■ Activity ■
Below are the records; copy each line in which "points" occurs.

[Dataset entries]
+ + + +

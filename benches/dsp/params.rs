//! Benchmarks for the per-block parameter pipeline (pre-fill, automation,
//! smoothing).

use std::hint::black_box;

use circulate_dsp::{AudioEffectParameters, AutomationPoint, ParamId, ProcessSetup};
use criterion::{BenchmarkId, Criterion};

use crate::BLOCK_SIZES;

pub fn bench_params(c: &mut Criterion) {
    let mut group = c.benchmark_group("dsp/params");

    for &size in BLOCK_SIZES {
        let setup = ProcessSetup::new(48_000, size);

        // No automation: pre-fill and smoothing only
        let mut params = AudioEffectParameters::new(&setup);
        group.bench_with_input(BenchmarkId::new("idle", size), &size, |b, &n| {
            b.iter(|| {
                params.begin_block(black_box(n));
                params.smooth_all();
            })
        });

        // Dense automation on every smoothed control
        let points: Vec<AutomationPoint> = (0..size)
            .step_by(8)
            .map(|offset| AutomationPoint::new(offset, (offset % 64) as f32 / 64.0))
            .collect();
        let mut params = AudioEffectParameters::new(&setup);
        group.bench_with_input(BenchmarkId::new("automated", size), &size, |b, &n| {
            b.iter(|| {
                params.begin_block(n);
                for id in [ParamId::Center, ParamId::Focus, ParamId::NoteOffset, ParamId::Feedback] {
                    params.apply_changes(id, black_box(&points), 0);
                }
                params.smooth_all();
            })
        });
    }

    group.finish();
}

+ + + +

■ Exercise result ■
        let points: Vec<AutomationPoint> = (0..size)
                    params.apply_changes(id, black_box(&points), 0);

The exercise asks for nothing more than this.